» Given records:

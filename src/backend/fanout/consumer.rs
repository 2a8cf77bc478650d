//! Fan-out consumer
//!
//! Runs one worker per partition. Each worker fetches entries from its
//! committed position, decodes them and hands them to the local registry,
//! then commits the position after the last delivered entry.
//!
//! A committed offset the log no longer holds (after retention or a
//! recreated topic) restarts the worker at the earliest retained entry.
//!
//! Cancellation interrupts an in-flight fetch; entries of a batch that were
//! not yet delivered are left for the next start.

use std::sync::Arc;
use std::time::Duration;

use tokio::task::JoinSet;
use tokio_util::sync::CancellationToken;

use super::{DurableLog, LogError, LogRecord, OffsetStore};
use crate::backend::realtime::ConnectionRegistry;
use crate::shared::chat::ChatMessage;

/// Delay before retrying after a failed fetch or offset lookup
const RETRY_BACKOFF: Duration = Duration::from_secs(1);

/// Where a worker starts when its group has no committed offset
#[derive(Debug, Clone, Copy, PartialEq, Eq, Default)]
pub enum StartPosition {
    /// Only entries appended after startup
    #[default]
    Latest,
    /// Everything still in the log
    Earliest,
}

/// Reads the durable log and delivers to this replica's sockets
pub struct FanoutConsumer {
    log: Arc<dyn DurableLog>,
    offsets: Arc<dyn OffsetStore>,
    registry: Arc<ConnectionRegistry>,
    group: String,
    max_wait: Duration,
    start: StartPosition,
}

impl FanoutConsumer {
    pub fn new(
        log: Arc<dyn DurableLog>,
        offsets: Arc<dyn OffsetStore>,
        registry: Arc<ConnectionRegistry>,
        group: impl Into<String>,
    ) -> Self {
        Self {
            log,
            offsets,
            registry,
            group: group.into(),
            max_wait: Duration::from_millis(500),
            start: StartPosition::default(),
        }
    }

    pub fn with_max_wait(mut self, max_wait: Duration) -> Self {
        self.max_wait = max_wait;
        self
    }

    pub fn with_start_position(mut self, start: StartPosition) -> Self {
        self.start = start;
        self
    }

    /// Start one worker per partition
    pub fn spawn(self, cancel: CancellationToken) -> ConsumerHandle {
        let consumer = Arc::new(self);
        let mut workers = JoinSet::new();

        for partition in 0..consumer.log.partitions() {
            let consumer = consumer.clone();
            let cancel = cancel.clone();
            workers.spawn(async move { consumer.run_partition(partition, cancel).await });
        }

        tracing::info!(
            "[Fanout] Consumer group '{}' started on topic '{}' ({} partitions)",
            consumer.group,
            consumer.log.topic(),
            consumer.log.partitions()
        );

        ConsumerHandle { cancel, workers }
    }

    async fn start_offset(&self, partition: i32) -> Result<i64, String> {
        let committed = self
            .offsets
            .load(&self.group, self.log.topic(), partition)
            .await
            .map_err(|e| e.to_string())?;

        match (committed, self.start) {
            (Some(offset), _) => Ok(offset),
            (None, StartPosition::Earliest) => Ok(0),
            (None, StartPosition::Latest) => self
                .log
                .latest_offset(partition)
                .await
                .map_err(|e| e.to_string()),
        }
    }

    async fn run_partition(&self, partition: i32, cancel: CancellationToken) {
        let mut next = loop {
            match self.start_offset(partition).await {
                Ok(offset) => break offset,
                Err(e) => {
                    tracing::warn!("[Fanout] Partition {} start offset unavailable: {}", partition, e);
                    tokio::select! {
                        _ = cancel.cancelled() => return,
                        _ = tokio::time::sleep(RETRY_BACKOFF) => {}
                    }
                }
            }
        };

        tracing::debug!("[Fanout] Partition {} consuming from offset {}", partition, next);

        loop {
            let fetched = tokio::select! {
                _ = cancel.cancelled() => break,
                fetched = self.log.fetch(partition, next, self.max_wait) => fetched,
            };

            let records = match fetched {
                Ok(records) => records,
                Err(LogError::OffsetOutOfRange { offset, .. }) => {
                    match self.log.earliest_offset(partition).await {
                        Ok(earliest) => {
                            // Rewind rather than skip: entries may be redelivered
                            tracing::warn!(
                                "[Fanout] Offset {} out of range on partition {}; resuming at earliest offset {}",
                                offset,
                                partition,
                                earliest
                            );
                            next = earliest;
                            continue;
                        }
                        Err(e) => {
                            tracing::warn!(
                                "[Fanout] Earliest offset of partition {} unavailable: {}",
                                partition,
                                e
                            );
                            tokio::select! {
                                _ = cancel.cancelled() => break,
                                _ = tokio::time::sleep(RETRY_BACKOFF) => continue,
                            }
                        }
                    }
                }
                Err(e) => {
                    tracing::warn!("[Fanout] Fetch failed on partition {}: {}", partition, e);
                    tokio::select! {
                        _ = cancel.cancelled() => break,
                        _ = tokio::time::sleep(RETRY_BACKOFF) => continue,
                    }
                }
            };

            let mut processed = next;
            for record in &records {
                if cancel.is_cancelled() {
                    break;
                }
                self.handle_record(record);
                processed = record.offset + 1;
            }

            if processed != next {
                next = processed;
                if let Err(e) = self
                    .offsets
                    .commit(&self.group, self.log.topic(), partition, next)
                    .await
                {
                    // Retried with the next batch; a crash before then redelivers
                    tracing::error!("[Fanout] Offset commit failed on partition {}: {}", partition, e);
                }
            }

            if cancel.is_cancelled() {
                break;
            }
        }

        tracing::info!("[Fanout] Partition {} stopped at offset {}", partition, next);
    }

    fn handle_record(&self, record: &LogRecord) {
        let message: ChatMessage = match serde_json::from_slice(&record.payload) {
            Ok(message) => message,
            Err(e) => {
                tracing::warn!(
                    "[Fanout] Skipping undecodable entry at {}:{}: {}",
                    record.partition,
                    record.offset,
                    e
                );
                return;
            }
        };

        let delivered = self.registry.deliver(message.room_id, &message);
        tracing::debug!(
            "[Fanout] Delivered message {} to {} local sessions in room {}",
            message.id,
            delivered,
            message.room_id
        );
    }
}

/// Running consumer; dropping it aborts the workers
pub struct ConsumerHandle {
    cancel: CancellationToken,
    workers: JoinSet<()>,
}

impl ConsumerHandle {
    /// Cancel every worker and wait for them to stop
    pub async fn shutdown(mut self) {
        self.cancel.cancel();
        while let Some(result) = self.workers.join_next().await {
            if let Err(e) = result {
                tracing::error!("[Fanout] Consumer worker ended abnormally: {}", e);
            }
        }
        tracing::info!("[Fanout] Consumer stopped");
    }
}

» What you are asked to do: Your task is to restate, word for word, only those lines above that fall between the line holding "may be redelivered" and the line holding "before then redelivers", inclusive.

» Task output:
                            // Rewind rather than skip: entries may be redelivered
                            tracing::warn!(
                                "[Fanout] Offset {} out of range on partition {}; resuming at earliest offset {}",
                                offset,
                                partition,
                                earliest
                            );
                            next = earliest;
                            continue;
                        }
                        Err(e) => {
                            tracing::warn!(
                                "[Fanout] Earliest offset of partition {} unavailable: {}",
                                partition,
                                e
                            );
                            tokio::select! {
                                _ = cancel.cancelled() => break,
                                _ = tokio::time::sleep(RETRY_BACKOFF) => continue,
                            }
                        }
                    }
                }
                Err(e) => {
                    tracing::warn!("[Fanout] Fetch failed on partition {}: {}", partition, e);
                    tokio::select! {
                        _ = cancel.cancelled() => break,
                        _ = tokio::time::sleep(RETRY_BACKOFF) => continue,
                    }
                }
            };

            let mut processed = next;
            for record in &records {
                if cancel.is_cancelled() {
                    break;
                }
                self.handle_record(record);
                processed = record.offset + 1;
            }

            if processed != next {
                next = processed;
                if let Err(e) = self
                    .offsets
                    .commit(&self.group, self.log.topic(), partition, next)
                    .await
                {
                    // Retried with the next batch; a crash before then redelivers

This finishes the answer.